## Data listing
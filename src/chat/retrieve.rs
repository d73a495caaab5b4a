//! Similarity retrieval for a standalone question

use std::cmp::Ordering;
use std::sync::Arc;

use crate::error::Result;
use crate::providers::{EmbeddingProvider, VectorIndexProvider};
use crate::types::RetrievedMatch;

/// Embeds a standalone question and queries the vector index
pub struct Retriever {
    embedder: Arc<dyn EmbeddingProvider>,
    index: Arc<dyn VectorIndexProvider>,
    top_k: usize,
}

impl Retriever {
    pub fn new(
        embedder: Arc<dyn EmbeddingProvider>,
        index: Arc<dyn VectorIndexProvider>,
        top_k: usize,
    ) -> Self {
        Self {
            embedder,
            index,
            top_k,
        }
    }

    /// Return up to `top_k` matches, most similar first
    pub async fn retrieve(&self, question: &str) -> Result<Vec<RetrievedMatch>> {
        let vector = self.embedder.embed(question).await?;
        let mut matches = self.index.query(&vector, self.top_k).await?;

        matches.sort_by(|a, b| b.score.partial_cmp(&a.score).unwrap_or(Ordering::Equal));

        tracing::debug!(question, matches = matches.len(), "Retrieved context");
        Ok(matches)
    }
}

## Task brief
Taking each line of the material above in turn, count those containing the string "Retriever". State the number alone.

## Completed task
2